Vers un nouvel imaginaire social” (2000)
Introduction


Une édition électronique réalisée à partir de l'article de Gabriel Gagnon, sociologue, Vers un nouvel imaginaire social”. Un article publié dans la revue Possibles, vol. 24, no 2-3, printemps-été 2000, pp. 50-61. [Le 18 novembre 2004, M. Gabriel Gagnon nous donnait son autorisation de diffuser toutes ses publications.]

Introduction

Castoriadis nous a quittés en décembre 1997. En juin dernier, nous étions nombreux à participer à Paris à un colloque international intitulé « Penser la création humaine, agir vers l'autonomie. Rencontre autour des idées mères de Castoriadis ». [1] 

Ces idées mères, qui opposent à « la pensée héritée » le projet d'autonomie qu'il a poursuivi toute sa vie, sont : « la société et l'histoire comme créations humaines, l'imaginaire comme puissance de position des significations et institutions sociales, l'imagination radicale comme source de créativité de la psyché ». 

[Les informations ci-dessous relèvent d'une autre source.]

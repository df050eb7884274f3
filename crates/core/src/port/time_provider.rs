// Time Provider Port (for testability)

use chrono::{DateTime, Local};

/// Format used in artifact file names (`health_check_20240131_235959.json`)
pub const ARTIFACT_STAMP_FORMAT: &str = "%Y%m%d_%H%M%S";

/// Time provider interface (allows mocking in tests)
pub trait TimeProvider: Send + Sync {
    /// Current local wall-clock time
    fn now(&self) -> DateTime<Local>;

    /// Get current time in milliseconds since epoch
    fn now_millis(&self) -> i64 {
        self.now().timestamp_millis()
    }

    /// Timestamp component for artifact file names
    fn artifact_stamp(&self) -> String {
        self.now().format(ARTIFACT_STAMP_FORMAT).to_string()
    }
}

/// System time provider (production)
pub struct SystemTimeProvider;

impl TimeProvider for SystemTimeProvider {
    fn now(&self) -> DateTime<Local> {
        Local::now()
    }
}

/// Frozen clock for deterministic tests
pub struct FixedTimeProvider {
    instant: DateTime<Local>,
}

impl FixedTimeProvider {
    pub fn new(instant: DateTime<Local>) -> Self {
        Self { instant }
    }
}

impl TimeProvider for FixedTimeProvider {
    fn now(&self) -> DateTime<Local> {
        self.instant
    }
}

Tout en partageant l'inquiétude de Castoriadis sur l'avenir d'une société occidentale qui, malgré les mythes de la globalisation, semble entrer dans une « longue période de régression historique », je tenterai ici, poursuivant la réflexion amorcée lors de ce colloque, d'explorer à sa suite les voies nouvelles que pourraient prendre dans le siècle qui commence la création individuelle et l'autonomie collective qui ont caractérisé les meilleurs moments de l'histoire humaine. 

Nous sommes en effet, selon la belle expression d'André Gorz, « condamnés à la poursuite de l'autonomie », menacée à la fois par la dégradation de l'environnement et par les contradictions internes d'un capitalisme qui produit toujours plus de guerres, d'aliénation et d'exclusion. 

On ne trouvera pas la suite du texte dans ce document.